9 La partie requérante fait valoir que l'arrêt attaqué doit être annulé parce que le Tribunal a omis d'examiner ses arguments, tels qu'ils sont repris aux points 35 et 36 de cet arrêt. Ladbroke qualifie d'erroné le raisonnement de la décision de première instance selon lequel l'examen de ces arguments n'était pas indispensable parce que le PMU belge ne tirait de toute façon aucun avantage économique de l'accord du 18 mars 1991, de sorte qu'il ne saurait être question de l'existence d'une aide d'État. L'erreur de droit commise par le Tribunal, selon la partie requérante, serait d'avoir considéré que le PMU belge ne tire aucun avantage économique de cet accord.

A - Les arguments des parties

10 Les considérations développées par Ladbroke se divisent en quatre branches, correspondant aux motifs sur lesquels le Tribunal s'est appuyé pour conclure que le PMU belge ne tire aucun avantage économique de l'accord litigieux. La Commission et le gouvernement français répondent à ces arguments dans l'ordre dans lequel ils ont été présentés.

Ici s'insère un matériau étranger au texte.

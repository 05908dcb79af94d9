//! Queue registry and the shared per-queue handle

use dashmap::{mapref::entry::Entry, DashMap};
use parking_lot::Mutex;
use std::collections::BTreeMap;
use std::sync::atomic::{AtomicBool, Ordering};
use std::sync::Arc;
use std::time::Duration;
use tokio::sync::Notify;
use tokio::time::Instant;
use tracing::{debug, info};

use crate::error::SqsError;
use crate::message::{EnqueueReceipt, ReceiptToken, ReceivedMessage, SendRequest};
use crate::queue::{QueueConfig, QueueState};
use crate::visibility::{lease_batch, next_lease_expiry, settle, SweepReport};

pub const DEFAULT_ENDPOINT: &str = "http://localhost:4566";
pub const DEFAULT_ACCOUNT_ID: &str = "000000000000";
pub const DEFAULT_REGION: &str = "us-east-1";

/// Upper bound on messages per receive
pub const MAX_RECEIVE_MESSAGES: usize = 10;
/// Upper bound on a long poll
pub const MAX_WAIT_TIME: Duration = Duration::from_secs(20);
/// How often a long poll re-checks eligibility without a wake signal
const POLL_INTERVAL: Duration = Duration::from_millis(100);

fn now_millis() -> i64 {
    chrono::Utc::now().timestamp_millis()
}

/// One FIFO queue. All state mutations go through a single lock, so the
/// eligible-head decision and lease issuance for a group are atomic. Once
/// the queue is deleted every handle to it fails with `QueueNotFound`.
#[derive(Debug)]
pub struct Queue {
    pub name: String,
    pub url: String,
    pub arn: String,
    pub created_timestamp: i64,
    state: Mutex<QueueState>,
    wake: Notify,
    deleted: AtomicBool,
}

impl Queue {
    pub fn new(name: String, url: String, arn: String, config: QueueConfig) -> Self {
        Self {
            name,
            url,
            arn,
            created_timestamp: chrono::Utc::now().timestamp(),
            state: Mutex::new(QueueState::new(config)),
            wake: Notify::new(),
            deleted: AtomicBool::new(false),
        }
    }

    pub fn config(&self) -> QueueConfig {
        self.state.lock().config().clone()
    }

    pub fn is_deleted(&self) -> bool {
        self.deleted.load(Ordering::Acquire)
    }

    fn ensure_live(&self) -> Result<(), SqsError> {
        if self.is_deleted() {
            Err(SqsError::QueueNotFound(self.name.clone()))
        } else {
            Ok(())
        }
    }

    /// Retire this handle and wake every waiting receiver
    fn mark_deleted(&self) {
        self.deleted.store(true, Ordering::Release);
        self.wake.notify_waiters();
    }

    pub fn send(&self, request: SendRequest) -> Result<EnqueueReceipt, SqsError> {
        self.ensure_live()?;
        let receipt = {
            let mut state = self.state.lock();
            let now = Instant::now();
            settle(&mut state, now);
            state.enqueue(request, now, now_millis())?
        };

        if receipt.duplicate {
            info!(queue = %self.name, message_id = %receipt.message_id, "Duplicate message ignored");
        } else {
            info!(queue = %self.name, message_id = %receipt.message_id, sequence = %receipt.sequence_number, "Sent message");
            self.wake.notify_waiters();
        }
        Ok(receipt)
    }

    /// Lease up to `max_messages` eligible messages, waiting up to
    /// `wait_time` (or the queue default) for at least one to appear. The
    /// lock is never held while waiting.
    pub async fn receive(
        &self,
        max_messages: usize,
        wait_time: Option<Duration>,
    ) -> Result<Vec<ReceivedMessage>, SqsError> {
        self.ensure_live()?;
        if !(1..=MAX_RECEIVE_MESSAGES).contains(&max_messages) {
            return Err(SqsError::malformed(format!(
                "Value {max_messages} for parameter MaxNumberOfMessages is invalid. Reason: Must be between 1 and {MAX_RECEIVE_MESSAGES}, if provided."
            )));
        }
        let wait_time = match wait_time {
            Some(wait_time) => wait_time,
            None => self.config().default_wait_time(),
        };
        if wait_time > MAX_WAIT_TIME {
            return Err(SqsError::malformed(format!(
                "Value {} for parameter WaitTimeSeconds is invalid. Reason: Must be >= 0 and <= {}, if provided.",
                wait_time.as_secs(),
                MAX_WAIT_TIME.as_secs()
            )));
        }

        let deadline = Instant::now() + wait_time;
        loop {
            let wake = self.wake.notified();
            tokio::pin!(wake);
            wake.as_mut().enable();
            self.ensure_live()?;

            let (batch, lease_expiry) = {
                let mut state = self.state.lock();
                let now = Instant::now();
                settle(&mut state, now);
                let batch = lease_batch(&mut state, max_messages, now, now_millis());
                let lease_expiry = next_lease_expiry(&state);
                (batch, lease_expiry)
            };

            if !batch.is_empty() {
                info!(queue = %self.name, count = batch.len(), "Received messages");
                return Ok(batch);
            }

            let now = Instant::now();
            if now >= deadline {
                debug!(queue = %self.name, wait_ms = wait_time.as_millis(), "Receive timed out empty");
                return Ok(Vec::new());
            }

            let mut wake_at = deadline.min(now + POLL_INTERVAL);
            if let Some(lease_expiry) = lease_expiry {
                wake_at = wake_at.min(lease_expiry);
            }

            tokio::select! {
                () = &mut wake => {}
                () = tokio::time::sleep_until(wake_at) => {}
            }
        }
    }

    /// Delete by receipt token. `Ok(false)` means the token was well-formed
    /// but stale, so nothing was deleted.
    pub fn delete(&self, receipt_token: &str) -> Result<bool, SqsError> {
        self.ensure_live()?;
        let token = ReceiptToken::decode(receipt_token)?;
        let deleted = {
            let mut state = self.state.lock();
            settle(&mut state, Instant::now());
            state.delete(&token)
        };

        if deleted {
            info!(queue = %self.name, message_id = %token.message_id, "Deleted message");
            self.wake.notify_waiters();
        } else {
            debug!(queue = %self.name, message_id = %token.message_id, lease = token.lease, "Stale receipt token, nothing deleted");
        }
        Ok(deleted)
    }

    pub fn sweep(&self) -> SweepReport {
        let report = settle(&mut self.state.lock(), Instant::now());
        if report.unblocked_receivers() {
            self.wake.notify_waiters();
        }
        report
    }

    pub fn purge(&self) -> Result<usize, SqsError> {
        self.ensure_live()?;
        let purged = self.state.lock().purge();
        info!(queue = %self.name, purged, "Purged queue");
        Ok(purged)
    }

    pub fn len(&self) -> usize {
        self.state.lock().len()
    }

    pub fn is_empty(&self) -> bool {
        self.state.lock().is_empty()
    }

    pub fn in_flight_in_group(&self, group_id: &str) -> usize {
        self.state.lock().in_flight_in_group(group_id)
    }

    /// Configuration plus live counters, keyed by SQS attribute name
    pub fn attributes(&self) -> BTreeMap<String, String> {
        let mut state = self.state.lock();
        settle(&mut state, Instant::now());

        let mut attrs = state.config().to_attributes();
        attrs.insert("QueueArn".to_string(), self.arn.clone());
        attrs.insert(
            "CreatedTimestamp".to_string(),
            self.created_timestamp.to_string(),
        );
        attrs.insert(
            "ApproximateNumberOfMessages".to_string(),
            state.visible_count().to_string(),
        );
        attrs.insert(
            "ApproximateNumberOfMessagesNotVisible".to_string(),
            state.in_flight_count().to_string(),
        );
        attrs
    }
}

/// All queues of one endpoint
#[derive(Debug)]
pub struct SqsStorage {
    queues: DashMap<String, Arc<Queue>>,
    endpoint: String,
    account_id: String,
    region: String,
}

impl Default for SqsStorage {
    fn default() -> Self {
        Self::new()
    }
}

impl SqsStorage {
    pub fn new() -> Self {
        Self::with_endpoint(DEFAULT_ENDPOINT)
    }

    /// Storage whose queue URLs are rooted at `endpoint`
    pub fn with_endpoint(endpoint: impl Into<String>) -> Self {
        Self {
            queues: DashMap::new(),
            endpoint: endpoint.into().trim_end_matches('/').to_string(),
            account_id: DEFAULT_ACCOUNT_ID.to_string(),
            region: DEFAULT_REGION.to_string(),
        }
    }

    pub fn region(&self) -> &str {
        &self.region
    }

    /// Create a queue. Re-creating with identical configuration returns the
    /// existing queue.
    pub fn create_queue(&self, name: &str, config: QueueConfig) -> Result<Arc<Queue>, SqsError> {
        validate_queue_name(name)?;
        config.validate()?;

        match self.queues.entry(name.to_string()) {
            Entry::Occupied(existing) => {
                if existing.get().config() == config {
                    Ok(existing.get().clone())
                } else {
                    Err(SqsError::QueueAlreadyExists(name.to_string()))
                }
            }
            Entry::Vacant(slot) => {
                let queue = Arc::new(Queue::new(
                    name.to_string(),
                    format!("{}/{}/{}", self.endpoint, self.account_id, name),
                    format!("arn:aws:sqs:{}:{}:{}", self.region, self.account_id, name),
                    config,
                ));
                info!(name = %name, url = %queue.url, "Creating queue");
                slot.insert(queue.clone());
                Ok(queue)
            }
        }
    }

    pub fn delete_queue(&self, name: &str) -> Result<(), SqsError> {
        let (_, queue) = self
            .queues
            .remove(name)
            .ok_or_else(|| SqsError::QueueNotFound(name.to_string()))?;

        info!(name = %name, "Deleting queue");
        queue.mark_deleted();
        Ok(())
    }

    pub fn get_queue(&self, name: &str) -> Result<Arc<Queue>, SqsError> {
        self.queues
            .get(name)
            .map(|q| q.value().clone())
            .ok_or_else(|| SqsError::QueueNotFound(name.to_string()))
    }

    /// Resolve a queue URL (or a bare queue name) to its queue
    pub fn queue_for_url(&self, queue_url: &str) -> Result<Arc<Queue>, SqsError> {
        let name = queue_url
            .trim_end_matches('/')
            .rsplit('/')
            .next()
            .unwrap_or(queue_url);
        self.get_queue(name)
    }

    pub fn list_queues(&self, prefix: Option<&str>) -> Vec<String> {
        let mut urls: Vec<String> = self
            .queues
            .iter()
            .filter(|q| prefix.map_or(true, |p| q.key().starts_with(p)))
            .map(|q| q.value().url.clone())
            .collect();
        urls.sort();
        urls
    }

    /// Settle every queue: revert expired leases, drop aged messages
    pub fn sweep_all(&self) -> SweepReport {
        let queues: Vec<Arc<Queue>> = self.queues.iter().map(|q| q.value().clone()).collect();

        let mut total = SweepReport::default();
        for queue in queues {
            total.merge(queue.sweep());
        }
        total
    }
}

/// FIFO queue names: up to 80 characters of `[A-Za-z0-9_-]`, ending in `.fifo`
fn validate_queue_name(name: &str) -> Result<(), SqsError> {
    let stem = name.strip_suffix(".fifo").ok_or_else(|| {
        SqsError::malformed(format!(
            "The name of a FIFO queue can only include alphanumeric characters, hyphens, or underscores, must end with .fifo suffix: {name}"
        ))
    })?;

    let valid = !stem.is_empty()
        && name.len() <= 80
        && stem
            .chars()
            .all(|c| c.is_ascii_alphanumeric() || c == '-' || c == '_');

    if valid {
        Ok(())
    } else {
        Err(SqsError::malformed(format!(
            "Can only include alphanumeric characters, hyphens, or underscores. 1 to 80 in length: {name}"
        )))
    }
}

1) Sur la première branche du moyen

11 La partie requérante conteste le point 58 de l'arrêt attaqué, qui se lit comme suit:

«Le Tribunal estime que cette argumentation de la requérante n'est pas de nature à mettre en cause, à elle seule, les appréciations de la Commission. En ce qui concerne, en premier lieu, les recettes réalisées en France par le PMU belge, à supposer, ainsi que le soutient la requérante, que sans l'accord litigieux entre les deux PMU les paris concernés n'auraient pas été engagés, les recettes qui en résultent pour le PMU belge ne sauraient, pour autant, être qualifiées d'aide au sens de l'article 92, paragraphe 1, du traité. L'ouverture du marché français de prise de paris sur les courses de chevaux, permettant au PMU belge d'accéder, par l'intermédiaire du PMU français, aux parieurs français et d'augmenter ses recettes par les enjeux de leurs paris, constitue, en effet, un choix effectué par le législateur français concernant l'organisation du marché national de prise de paris sur les courses de chevaux et les modalités de l'exercice par le PMU français des droits exclusifs qui lui sont reconnus par la législation nationale concernant la prise de paris sur les courses de chevaux étrangères (voir ci-dessus point 1). Par conséquent, ce choix du législateur français ayant permis la conclusion de l'accord litigieux entre les deux PMU ne saurait être, en soi, mis en cause au regard de l'article 92, paragraphe 1, du traité, pour le seul motif que l'application de l'accord en question peut avoir pour effet d'accroître les recettes, non seulement du PMU français sur les courses étrangères mais aussi du PMU belge sur les paris des courses de chevaux courues en Belgique dont, normalement, il assure lui-même directement la prise.»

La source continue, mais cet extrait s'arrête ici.